Loaded Potato Wedges

Comfort food at its finest – this is a really easy and yummy supper.


  • Large floury  potatoes (allow one per person)
  • One cup of grated cheddar cheese
  • 1/4 cup of sour cream
  • 1 spring onion or some chives
  • Rindless bacon
  • 1/2 teaspoon of paprika
  • Salt and pepper

Turn the oven on to bake at 200°. Lightly oil a baking tray. Gently wash the potatoes to remove any dirt, give them a little scrub if necessary. Dry them so they don’t slip, then cut lengthways into wedges (one potato into 8 wedges). Place on the baking tray and drizzle with a little bit of cooking oil (vegetable, rape seed, sunflower etc). Season with salt and pepper and bake until cooked through and crispy (around 45 minutes).

While the potatoes are cooking, dice the bacon and fry in a dry frying pan until crispy. Drain on a paper towel and set aside. Wash and finely chop the spring onion or chives and set aside. Grate the cheese and set aside.

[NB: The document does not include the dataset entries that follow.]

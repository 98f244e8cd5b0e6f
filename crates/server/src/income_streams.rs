use api_types::income::{IncomeStreamList, IncomeStreamNew, IncomeStreamUpdate};
use axum::{
    Extension, Json,
    extract::{Path, Query, State},
    http::StatusCode,
};
use engine::{IncomeStream, IncomeStreamFilter, IncomeStreamPatch, Money, User};
use uuid::Uuid;

use crate::{ServerError, parse_optional, parse_value, server::ServerState};

pub async fn create(
    Extension(user): Extension<User>,
    State(state): State<ServerState>,
    Json(payload): Json<IncomeStreamNew>,
) -> Result<(StatusCode, Json<IncomeStream>), ServerError> {
    let new = engine::IncomeStreamNew {
        family_id: payload.family_id,
        source: payload.source,
        category_id: payload.category_id,
        amount: Money::new(payload.amount_minor),
        currency: parse_optional(payload.currency)?,
        frequency: parse_value(&payload.frequency)?,
        start_date: payload.start_date,
        end_date: payload.end_date,
        is_taxable: payload.is_taxable,
        tax_rate_bps: payload.tax_rate_bps,
        notes: payload.notes,
    };
    Ok((
        StatusCode::CREATED,
        Json(state.engine.create_income_stream(user.id, new).await?),
    ))
}

pub async fn list(
    Extension(user): Extension<User>,
    State(state): State<ServerState>,
    Query(query): Query<IncomeStreamList>,
) -> Result<Json<Vec<IncomeStream>>, ServerError> {
    let filter = IncomeStreamFilter {
        is_active: query.is_active,
        frequency: parse_optional(query.frequency)?,
    };
    Ok(Json(state.engine.list_income_streams(user.id, filter).await?))
}

pub async fn get(
    Extension(user): Extension<User>,
    State(state): State<ServerState>,
    Path(stream_id): Path<Uuid>,
) -> Result<Json<IncomeStream>, ServerError> {
    Ok(Json(state.engine.get_income_stream(user.id, stream_id).await?))
}

pub async fn update(
    Extension(user): Extension<User>,
    State(state): State<ServerState>,
    Path(stream_id): Path<Uuid>,
    Json(payload): Json<IncomeStreamUpdate>,
) -> Result<Json<IncomeStream>, ServerError> {
    let patch = IncomeStreamPatch {
        source: payload.source,
        category_id: payload.category_id,
        amount: payload.amount_minor.map(Money::new),
        currency: parse_optional(payload.currency)?,
        frequency: parse_optional(payload.frequency)?,
        start_date: payload.start_date,
        end_date: payload.end_date,
        is_taxable: payload.is_taxable,
        tax_rate_bps: payload.tax_rate_bps,
        is_active: payload.is_active,
        notes: payload.notes,
    };
    Ok(Json(
        state
            .engine
            .update_income_stream(user.id, stream_id, patch)
            .await?,
    ))
}

pub async fn delete(
    Extension(user): Extension<User>,
    State(state): State<ServerState>,
    Path(stream_id): Path<Uuid>,
) -> Result<StatusCode, ServerError> {
    state.engine.delete_income_stream(user.id, stream_id).await?;
    Ok(StatusCode::NO_CONTENT)
}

When the potatoes are cooked remove from the baking tray and place evenly on an oven proof serving dish. Sprinkle the cheese oven evenly and dot the bacon over the cheese. Place back in the oven and grill for a few minutes until the cheese has melted. Remove from the grill, dollop on the sour cream, scatter the spring onion / chives over the dish and sprinkle lightly with paprika.